[Collected data]
╔══

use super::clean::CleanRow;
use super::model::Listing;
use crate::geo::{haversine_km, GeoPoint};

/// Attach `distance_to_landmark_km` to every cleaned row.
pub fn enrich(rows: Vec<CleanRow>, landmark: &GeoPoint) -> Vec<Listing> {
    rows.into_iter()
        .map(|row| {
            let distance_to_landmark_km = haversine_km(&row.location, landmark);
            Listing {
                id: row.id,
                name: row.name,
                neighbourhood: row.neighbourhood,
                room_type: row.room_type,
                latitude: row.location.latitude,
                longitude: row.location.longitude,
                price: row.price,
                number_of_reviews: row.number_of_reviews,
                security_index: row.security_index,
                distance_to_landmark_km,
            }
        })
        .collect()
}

╚══

WORK TO COMPLETE:
Set down all of the lines above without altering a word.

OUTPUT OF THE TASK:
use super::clean::CleanRow;
use super::model::Listing;
use crate::geo::{haversine_km, GeoPoint};

/// Attach `distance_to_landmark_km` to every cleaned row.
pub fn enrich(rows: Vec<CleanRow>, landmark: &GeoPoint) -> Vec<Listing> {
    rows.into_iter()
        .map(|row| {
            let distance_to_landmark_km = haversine_km(&row.location, landmark);
            Listing {
                id: row.id,
                name: row.name,
                neighbourhood: row.neighbourhood,
                room_type: row.room_type,
                latitude: row.location.latitude,
                longitude: row.location.longitude,
                price: row.price,
                number_of_reviews: row.number_of_reviews,
                security_index: row.security_index,
                distance_to_landmark_km,
            }
        })
        .collect()
}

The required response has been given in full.